Bad initial energy and setting test values for ordered transform

Hi all,

I’m trying to run an ordinal logistic regression, but am running issues when trying to set test values. The model I’m using is below,

with pm.Model() as model:

    # weights
    w_mu = pm.Laplace("w_mu", mu=0, b=1, shape=n_items)
    w_sigma = pm.HalfCauchy("w_sigma", beta=5, shape=n_items)

    w_raw = pm.Normal("w_raw", mu=0, sd=1, shape=(n_groups, n_items))
    w = pm.Deterministic("w", w_mu + w_raw * w_sigma)

    # thresholds
    mu_thresholds = pm.Normal("mu_thresholds", mu=0, sd=5, shape=4)
    sigma_thresholds = pm.HalfCauchy("sigma_thresholds", beta=5, shape=4)      
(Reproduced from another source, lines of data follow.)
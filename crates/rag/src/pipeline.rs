use std::path::{Path, PathBuf};

use anyhow::{Context, Result};
use serde::Serialize;
use serde_json::Value;
use tracing::{debug, error, info, warn};

use boq_core::{
    item_id, read_table, read_table_path, row_id, ItemMetadata, MetadataCache, QueryMatch,
    SourceRow, Table, VectorIdLog, DESCRIPTION_COLUMN,
};
use boq_index::{ensure_index, EnsureOutcome, IndexError, StoredVector};

use crate::context::Services;
use crate::extractor::ItemExtractor;
use crate::pricing::{CostSummary, MaterialQuery};

#[derive(Debug, Clone, Copy, PartialEq, Eq, Default)]
pub enum IngestMode {
    /// One vector per extracted item, metadata mirrored into the local cache.
    #[default]
    Extract,
    /// One vector per row built from all of its cells; ids go to the id log.
    Concatenate,
}

#[derive(Debug, Clone, Copy, PartialEq, Eq)]
pub struct IngestOptions {
    pub mode: IngestMode,
    pub recreate: bool,
}

impl Default for IngestOptions {
    fn default() -> Self {
        Self {
            mode: IngestMode::Extract,
            recreate: true,
        }
    }
}

#[derive(Debug, Clone, PartialEq, Serialize)]
pub struct IngestReport {
    pub rows: usize,
    pub vectors: usize,
    pub ids: Vec<String>,
    #[serde(skip)]
    pub outcome: EnsureOutcome,
}

impl IngestReport {
    pub fn message(&self) -> String {
        format!("Upserted {} vectors.", self.vectors)
    }
}

pub fn ingest_file(services: &Services, path: &Path, options: IngestOptions) -> Result<IngestReport> {
    let table = read_table_path(path)?;
    info!(path = %path.display(), rows = table.len(), "loaded input file");
    ingest_table(services, &table, options)
}

pub fn ingest_bytes(
    services: &Services,
    filename: &str,
    bytes: &[u8],
    options: IngestOptions,
) -> Result<IngestReport> {
    let table = read_table(filename, bytes)?;
    info!(file = filename, rows = table.len(), "loaded input upload");
    ingest_table(services, &table, options)
}

struct Prepared {
    rows: usize,
    vectors: Vec<StoredVector>,
    metadata: Vec<ItemMetadata>,
}

fn ingest_table(services: &Services, table: &Table, options: IngestOptions) -> Result<IngestReport> {
    // Everything that can reject the input runs before the index is touched.
    let prepared = match options.mode {
        IngestMode::Extract => {
            let rows = table.source_rows(DESCRIPTION_COLUMN)?;
            prepare_extracted(services, &rows)?
        }
        IngestMode::Concatenate => prepare_concatenated(services, &table.concatenated_rows())?,
    };

    let outcome = ensure_index(
        services.index.as_ref(),
        &services.config.index_spec(),
        options.recreate,
        &services.config.readiness_policy(),
    )?;

    let vectors = if prepared.vectors.is_empty() {
        0
    } else {
        services
            .index
            .upsert(&services.config.index_name, &prepared.vectors)
            .context("upsert failed")?
    };
    info!(index = %services.config.index_name, vectors, rows = prepared.rows, "upserted vectors");

    let ids: Vec<String> = prepared.vectors.iter().map(|v| v.id.clone()).collect();
    let output_dir = &services.config.output_dir;
    match options.mode {
        IngestMode::Extract => MetadataCache::in_dir(output_dir)
            .write_all(&prepared.metadata)
            .context("failed to write metadata cache")?,
        IngestMode::Concatenate => VectorIdLog::in_dir(output_dir)
            .write(&ids)
            .context("failed to write vector id log")?,
    }

    Ok(IngestReport {
        rows: prepared.rows,
        vectors,
        ids,
        outcome,
    })
}

fn prepare_extracted(services: &Services, rows: &[SourceRow]) -> Result<Prepared> {
    let texts: Vec<String> = rows.iter().map(|row| row.text.clone()).collect();
    let embeddings = services
        .embeddings
        .embed_batch(&texts)
        .context("failed to embed descriptions")?;
    let extractor = ItemExtractor::new(services.model.as_ref());

    let mut vectors = Vec::new();
    let mut metadata = Vec::new();
    for (row, embedding) in rows.iter().zip(embeddings) {
        let items = extractor.extract(&row.text);
        if items.is_empty() {
            let meta = ItemMetadata::placeholder(&row.text);
            vectors.push(stored(row_id(row.index), embedding, &meta)?);
            metadata.push(meta);
            continue;
        }
        for (j, item) in items.iter().enumerate() {
            let meta = ItemMetadata::for_item(&row.text, item);
            vectors.push(stored(item_id(row.index, j), embedding.clone(), &meta)?);
            metadata.push(meta);
        }
    }
    debug!(rows = rows.len(), vectors = vectors.len(), "prepared extracted vectors");
    Ok(Prepared {
        rows: rows.len(),
        vectors,
        metadata,
    })
}

fn prepare_concatenated(services: &Services, texts: &[String]) -> Result<Prepared> {
    let embeddings = services
        .embeddings
        .embed_batch(texts)
        .context("failed to embed rows")?;
    let mut vectors = Vec::with_capacity(texts.len());
    let mut metadata = Vec::with_capacity(texts.len());
    for (i, (text, embedding)) in texts.iter().zip(embeddings).enumerate() {
        let meta = ItemMetadata::text_only(text);
        vectors.push(stored(row_id(i), embedding, &meta)?);
        metadata.push(meta);
    }
    Ok(Prepared {
        rows: texts.len(),
        vectors,
        metadata,
    })
}

fn stored(id: String, values: Vec<f32>, metadata: &ItemMetadata) -> Result<StoredVector> {
    Ok(StoredVector {
        id,
        values,
        metadata: serde_json::to_value(metadata)?,
    })
}

#[derive(Debug, Clone, Default, Serialize)]
pub struct QueryOutcome {
    pub matches: Vec<QueryMatch>,
    pub cost: CostSummary,
    pub summary_path: Option<PathBuf>,
}

impl QueryOutcome {
    pub fn top(&self) -> Option<&QueryMatch> {
        self.matches.first()
    }

    pub fn headline(&self) -> String {
        match self.top() {
            Some(m) => format!("{} — (score {:.3})", m.text, m.score),
            None => "No results found.".to_string(),
        }
    }
}

/// Nearest stored items for `text`, priced against the configured price file.
pub fn query(services: &Services, text: &str, top_k: usize) -> Result<QueryOutcome> {
    let vector = services
        .embeddings
        .embed(text)
        .context("failed to embed query")?;
    let scored = match services
        .index
        .query(&services.config.index_name, &vector, top_k.max(1))
    {
        Ok(scored) => scored,
        Err(IndexError::Missing(name)) => {
            warn!(index = %name, "index does not exist yet, nothing to match");
            Vec::new()
        }
        Err(err) => return Err(err).context("vector query failed"),
    };
    let matches: Vec<QueryMatch> = scored
        .into_iter()
        .map(|hit| QueryMatch::from_metadata(hit.id, hit.score, metadata_of(hit.metadata)))
        .collect();
    info!(query = text, matches = matches.len(), "query answered");

    let queries: Vec<MaterialQuery> = matches
        .iter()
        .filter(|m| !m.material.trim().is_empty())
        .map(|m| MaterialQuery::new(m.material.clone(), m.quantity.clone()))
        .collect();
    if queries.is_empty() {
        return Ok(QueryOutcome {
            matches,
            ..QueryOutcome::default()
        });
    }
    let (cost, summary_path) = price_and_persist(services, &queries);
    Ok(QueryOutcome {
        matches,
        cost,
        summary_path,
    })
}

fn metadata_of(value: Value) -> ItemMetadata {
    match serde_json::from_value::<ItemMetadata>(value.clone()) {
        Ok(metadata) => metadata,
        Err(_) => ItemMetadata::text_only(value.get("text").and_then(Value::as_str).unwrap_or("")),
    }
}

#[derive(Debug, Clone, Default, Serialize)]
pub struct CostReport {
    pub summary: CostSummary,
    pub path: Option<PathBuf>,
}

/// Prices a hand-written list of materials without touching the index.
pub fn compute_cost(services: &Services, queries: &[MaterialQuery]) -> Result<CostReport> {
    let (summary, path) = price_and_persist(services, queries);
    Ok(CostReport { summary, path })
}

/// A failed summary write keeps the computed summary and reports no path.
fn price_and_persist(
    services: &Services,
    queries: &[MaterialQuery],
) -> (CostSummary, Option<PathBuf>) {
    let calculator = services.cost_calculator();
    let summary = calculator.compute(queries);
    if summary.is_empty() {
        return (summary, None);
    }
    match calculator.write_summary(&summary) {
        Ok(path) => (summary, Some(path)),
        Err(err) => {
            error!(error = %err, "failed to persist cost summary");
            (summary, None)
        }
    }
}

/// Everything the last extraction ingest upserted, read from the local cache.
pub fn list_cached(services: &Services) -> Vec<ItemMetadata> {
    MetadataCache::in_dir(&services.config.output_dir).load_or_empty()
}

pub fn prepare_index(services: &Services, recreate: bool) -> Result<EnsureOutcome> {
    Ok(ensure_index(
        services.index.as_ref(),
        &services.config.index_spec(),
        recreate,
        &services.config.readiness_policy(),
    )?)
}

#[cfg(test)]
mod tests {
    use super::*;
    use serde_json::json;

    #[test]
    fn headline_formats_top_match() {
        let outcome = QueryOutcome {
            matches: vec![QueryMatch {
                id: "id-0-0".into(),
                material: "copper wire".into(),
                quantity: 10.0.into(),
                text: "10m copper wire".into(),
                score: 0.87312,
            }],
            ..QueryOutcome::default()
        };
        assert_eq!(outcome.headline(), "10m copper wire — (score 0.873)");
        assert_eq!(QueryOutcome::default().headline(), "No results found.");
    }

    #[test]
    fn unknown_metadata_keeps_its_text() {
        let meta = metadata_of(json!({"text": "5 switches", "Sub QTY": [1, 2]}));
        assert_eq!(meta.text, "5 switches");
        assert!(meta.material.is_none());
    }

    #[test]
    fn default_ingest_recreates_and_extracts() {
        let options = IngestOptions::default();
        assert!(options.recreate);
        assert_eq!(options.mode, IngestMode::Extract);
    }
}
    thresholds = pm.Normal(
        "thresholds",
        mu=mu_thresholds,
        sd=sigma_thresholds,
        shape=4,
        testval=np.array([-2, -1, 1, 2]),
        transform=pm.distributions.transforms.ordered
    )

    wx = tt.sum(w[group_codes] * X_, axis=1)
    y_ = pm.OrderedLogistic(
        "y", 
        cutpoints=thresholds,
        eta=wx,
        observed=y
    )

I keep seeing an error related to bad initial energy, so after looking at this previous post, I checked the logp values, none of which are NaN or inf, but the test values being used for the thresholds variable aren’t what I specified.
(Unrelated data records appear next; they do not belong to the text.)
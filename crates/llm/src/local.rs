//! Offline provider: a rule-based stand-in that answers extraction prompts
//! without a network call.

use once_cell::sync::Lazy;
use regex::Regex;
use serde_json::{json, Value};

static QUANTITY_PREFIX: Lazy<Regex> = Lazy::new(|| {
    Regex::new(
        r"(?i)^\s*(\d+(?:\.\d+)?)\s*(?:mm|cm|km|m|kg|g|l|pcs|pc|nos|no|units?|x)?\.?\s+(.+?)\s*$",
    )
    .expect("static regex")
});

static SEPARATOR: Lazy<Regex> =
    Lazy::new(|| Regex::new(r"(?i)\s*(?:[,;]|\band\b)\s*").expect("static regex"));

pub(crate) fn synthesize_items(prompt: &str) -> String {
    let text = extract_context_block(prompt, "Description:", "JSON:");
    let items: Vec<Value> = SEPARATOR
        .split(&text)
        .map(|segment| segment.trim())
        .filter(|segment| !segment.is_empty())
        .map(|segment| match QUANTITY_PREFIX.captures(segment) {
            Some(caps) => {
                let quantity = caps[1].parse::<f64>().unwrap_or(1.0);
                json!({ "Raw Materials": caps[2].to_string(), "Sub QTY": quantity })
            }
            None => json!({ "Raw Materials": segment, "Sub QTY": 1 }),
        })
        .collect();
    Value::Array(items).to_string()
}

fn extract_context_block(text: &str, start_marker: &str, stop_marker: &str) -> String {
    if let Some(start_idx) = text.rfind(start_marker) {
        let after = &text[start_idx + start_marker.len()..];
        let after_lower = after.to_lowercase();
        let stop_lower = stop_marker.to_lowercase();
        if let Some(end_idx) = after_lower.find(&stop_lower) {
            let (segment, _) = after.split_at(end_idx);
            return segment.trim().to_string();
        }
        return after.trim().to_string();
    }
    text.trim().to_string()
}

#[cfg(test)]
mod tests {
    use super::*;

    fn parse(prompt: &str) -> Vec<Value> {
        serde_json::from_str(&synthesize_items(prompt)).unwrap()
    }

    #[test]
    fn splits_quantity_unit_and_material() {
        let items = parse("Description: 10m copper wire\nJSON:");
        assert_eq!(items.len(), 1);
        assert_eq!(items[0]["Raw Materials"], "copper wire");
        assert_eq!(items[0]["Sub QTY"], 10.0);
    }

    #[test]
    fn handles_lists_and_missing_quantities() {
        let items = parse("Description: 5 switches, conduit and 2 kg cement\nJSON:");
        assert_eq!(items.len(), 3);
        assert_eq!(items[0]["Raw Materials"], "switches");
        assert_eq!(items[1]["Raw Materials"], "conduit");
        assert_eq!(items[1]["Sub QTY"], 1);
        assert_eq!(items[2]["Raw Materials"], "cement");
        assert_eq!(items[2]["Sub QTY"], 2.0);
    }
}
{'mu_thresholds': array([0., 0., 0., 0.]),
 'sigma_thresholds_log__': array([1.60943791, 1.60943791, 1.60943791, 1.60943791]),
 'thresholds_ordered__': array([-2.        ,  0.        ,  0.69314718,  0.        ]),
 'w_mu': array([0., 0., 0., 0., 0., 0.]),
 'w_raw': array([[0., 0., 0., 0., 0., 0.],
        [0., 0., 0., 0., 0., 0.],
        [0., 0., 0., 0., 0., 0.],
        ...,
        [0., 0., 0., 0., 0., 0.],
        [0., 0., 0., 0., 0., 0.],
        [0., 0., 0., 0., 0., 0.]]),
 'w_sigma_log__': array([1.60943791, 1.60943791, 1.60943791, 1.60943791, 1.60943791,
        1.60943791])}

The test values aren’t ordered, which makes me think (according to the post I linked to) that this could be the issue. How can I specify the test values properly for the model?

Thanks!

Hmmm, this is a bit suprising as your model specification look correct to me. Would you be able to share the data as well?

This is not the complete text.